Rivera sums up the distinctions between the codes: 00562 is used when the patient is on the cardiopulmonary bypass (CPB) machine and hypothermia is not used; coding and reimbursement should not present problems.
Code 00562 in conjunction with 99116 is for cases of CPB plus hypothermia used for cardioprotection or brain protection; this is the typical CABG case, and carriers should reimburse for it if you document an identifiable reason for hypothermia.
Code 00563 reports a case of total circulatory arrest, such as in cases of aortic arch replacement or transposition of great vessels; CPB was used to achieve hypothermia and rewarming, but the case had a period of circulatory arrest (legal death).
Two other examples of procedures Wilson sees in conjunction with code 99116 are 93505 (Endomyocardial biopsy) and 36489* (Placement of central venous catheter [subclavian, jugular, or other vein] [e.g., for central venous pressure, hyperalimentation, hemodialysis, or chemotherapy]; percutaneous, over age 2).
Code +99100 (Anesthesia for patient of extreme age, under one year and over seventy [list separately in addition to code for primary anesthesia procedure]) and qualifying-circumstances codes and modifiers such as -26 (Professional component) and -59 (Distinct procedural service) can be coded in conjunction with 99116 as appropriate.
For example, +99140 (Anesthesia complicated by emergency conditions [specify] [list separately in addition to code for primary anesthesia procedure]) could be used with 99116 if hypothermia is induced with a craniotomy for a patient under age 1 or over age 70. An appropriate time to use modifiers is when the anesthesiologist places an epidural for postoperative pain management (in which case you would append modifier -59), but these situations are not very common with CABG cases.
Medicare reimbursement for code 00563 varies by area. Some carriers will not accept 00563 in these cases because they include total hypothermia in code 00562. But some coders, including Wilson, say their Medicare carrier does accept 00563. If your carrier will accept it, use it when appropriate instead of 00562 because you'll be reporting the procedure more accurately and will be reimbursed for a 25-unit procedure instead of a 20-unit procedure.
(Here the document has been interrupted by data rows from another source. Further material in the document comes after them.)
//! # Cache Trait Seams
//!
//! The two traits the replacement engine implements, split by mutability:
//!
//! ```text
//!   ┌─────────────────────────────────────────┐
//!   │          ReadOnlyCache<K, V>            │
//!   │                                         │
//!   │  contains(&, &K) → bool                 │
//!   │  len(&) → usize                         │
//!   │  is_empty(&) → bool                     │
//!   │  capacity(&) → usize                    │
//!   └──────────────────┬──────────────────────┘
//!                      │
//!                      ▼
//!   ┌─────────────────────────────────────────┐
//!   │            CoreCache<K, V>              │
//!   │                                         │
//!   │  insert(&mut, K, V) → Option<V>         │
//!   │  get(&mut, &K) → Option<&V>             │
//!   │  clear(&mut)                            │
//!   └─────────────────────────────────────────┘
//! ```
//!
//! `get` takes `&mut self` deliberately: under CLOCK-style policies a lookup
//! records a reference bit, so even the read path mutates eviction state.
//! [`contains`](ReadOnlyCache::contains) is the side-effect-free probe.
//!
//! | Trait           | Extends         | Purpose                          |
//! |-----------------|-----------------|----------------------------------|
//! | `ReadOnlyCache` | -               | Probes that never touch policy   |
//! | `CoreCache`     | `ReadOnlyCache` | Operations that drive the policy |

/// Probes that never update access state.
///
/// # Example
///
/// ```
/// use clockpro::policy::clock_pro::ClockProCache;
/// use clockpro::traits::{CoreCache, ReadOnlyCache};
///
/// fn occupancy<C: ReadOnlyCache<u64, String>>(cache: &C) -> (usize, usize) {
///     (cache.len(), cache.capacity())
/// }
///
/// let mut cache = ClockProCache::new(8);
/// cache.insert(1, "one".to_string());
/// assert_eq!(occupancy(&cache), (1, 8));
/// ```
pub trait ReadOnlyCache<K, V> {
    /// Returns `true` if `key` is resident, without touching its reference bit.
    fn contains(&self, key: &K) -> bool;

    /// Returns the number of resident entries.
    fn len(&self) -> usize;

    /// Returns `true` if no entries are resident.
    fn is_empty(&self) -> bool {
        self.len() == 0
    }

    /// Returns the maximum number of resident entries.
    fn capacity(&self) -> usize;
}

/// Operations that drive the eviction policy.
///
/// # Example
///
/// ```
/// use clockpro::policy::clock_pro::ClockProCache;
/// use clockpro::traits::CoreCache;
///
/// fn warm<C: CoreCache<u64, String>>(cache: &mut C, data: &[(u64, String)]) {
///     for (key, value) in data {
///         cache.insert(*key, value.clone());
///     }
/// }
///
/// let mut cache = ClockProCache::new(16);
/// warm(&mut cache, &[(1, "one".to_string()), (2, "two".to_string())]);
/// assert_eq!(cache.get(&1), Some(&"one".to_string()));
/// ```
pub trait CoreCache<K, V>: ReadOnlyCache<K, V> {
    /// Inserts a key-value pair, returning the previous value if the key was
    /// resident. May evict another entry to make room.
    fn insert(&mut self, key: K, value: V) -> Option<V>;

    /// Gets a reference to a value by key, recording the access.
    fn get(&mut self, key: &K) -> Option<&V>;

    /// Removes all entries and resets policy state.
    fn clear(&mut self);
}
"Documentation would include notes on why hypothermia is medically necessary and the temperature line across the anesthesia record that is truly 'hypothermia,' " Mehmert explains. "There are degrees of hypothermia, and if a physician is charging extra for hypothermia we would look for a larger difference than simply a degree or two below normal."
"The physician needs to actually write in the patient's anesthesia record and the operative report that hypothermia was achieved, rather than just let it be assumed from other information in the patient's record," Wilson adds. "Use correct codes and modifiers when needed, and send the anesthesia record with the bill. I feel that if the physicians bill for the case based on documentation, they're fine. If it's not documented, then don't bill for it."
Rivera agrees. "Try to make your 99116 stick out as a truly identifiable deviation from the norm," he says. "A simple entry on the anesthesia chart stating 'Hypothermia used for cardioprotection' can go a long way."
What if the carrier rejects your claim for hypothermia reimbursement as not medically necessary, even with all the documentation in place? Wilson sends the carrier another copy of the anesthesia record along with information stating that inducing hypothermia is the norm for CABG cases. "A growing trend might be performing CABG without hypothermia, but most cases don't go that way," she says. "You have to have an ideal patient in order to perform CABG without hypothermia, and only 1 percent to 2 percent of the patients fit into that category because of other factors."
"The challenge with 99116 is that the code was created to reimburse for a specific, identifiable use of hypothermia outside the usual course of an anesthetic," Rivera says. "Hypothermia is the norm with CABG surgery, so the carrier can argue that hypothermia is included in the typical performance of the operation. The burden is on the physician to prove that hypothermia was specific to the case and not generically used across the board for all these cases."